(Bloomberg) – Google has been stepping up sanctions lately. After a record sanction imposed by the European Union, the French data protection agency is now penalizing the web giant: 100 million euros in penalties for the way the company manages cookies on its search engine .
The National Commission for Data Protection and Freedom (CNIL) also imposed a fine of 35 million euros to the online shopping giant Amazon.com to have placed cookies (tracking devices) on users’ computers without their consent. The two companies have been given a three-month ultimatum to change the information they capture about their users, at the risk of exposing themselves to daily fines additional from 100,000 € / day .

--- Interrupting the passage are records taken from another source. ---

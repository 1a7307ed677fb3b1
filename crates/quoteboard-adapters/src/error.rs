//! Adapter error types.
//!
//! All platform clients surface errors through [`AdapterError`]. Each
//! variant carries enough context for callers to decide how to handle the
//! failure without inspecting opaque strings.

/// Unified error type for quoteboard's platform clients.
#[derive(Debug, thiserror::Error)]
pub enum AdapterError {
    /// The HTTP request itself failed (connection, TLS, timeout).
    #[error("http error: {0}")]
    Http(#[from] reqwest::Error),

    /// The remote API answered with a non-success status.
    #[error("api error from {endpoint} (status {status}): {message}")]
    Api {
        endpoint: String,
        status: u16,
        message: String,
    },

    /// A response body could not be decoded into the expected shape.
    #[error("invalid response from {endpoint}: {reason}")]
    InvalidResponse { endpoint: String, reason: String },

    /// A required credential is missing from the environment.
    #[error("authentication required for {provider}: set {env_var}")]
    AuthRequired {
        provider: &'static str,
        env_var: &'static str,
    },

    /// The gateway websocket failed or closed unexpectedly.
    #[error("gateway error: {0}")]
    Gateway(String),

    /// An operation exceeded its time limit.
    #[error("timeout after {seconds}s: {reason}")]
    Timeout { seconds: u64, reason: String },

    /// JSON serialization or deserialization failed.
    #[error("serialization error: {0}")]
    Serialization(#[from] serde_json::Error),

    /// Client construction failed (bad base URL or similar).
    #[error("configuration error: {0}")]
    Config(String),
}

/// Convenience alias used throughout the adapters crate.
pub type Result<T> = std::result::Result<T, AdapterError>;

The sanction imposed on Google is twice as high as the highest sanction of the CNIL to date. It was then Alphabet Inc that had paid the price for its breaches of computer rules. The company is also under close scrutiny by the European Commission, which has fined more than € 8.2 billion in three antitrust cases.
“We fully comply with the law”
Amazon, however, said it did not agree with the conclusions of the French authority. “We continually update our privacy practices to ensure that we meet the evolving needs and expectations of customers and regulators, and that we are in full compliance with all applicable laws in each country in which we operate,” the company said.
For its part, the CNIL indicated that its research had shown that due to a series of changes made by Google since September, cookies targeting users for advertising purposes are no longer automatically placed on users’ computers when they visit google.fr. Google does not provide enough information about reasons and how cookies are used, depending on the authority.
The powers of EU data protection authorities have increased significantly since the entry into force of the EU’s General Data Protection Regulation (GDPR) in May 2018. For the first time, the law allows regulators to impose fines up to 4% of global annual sales of a company.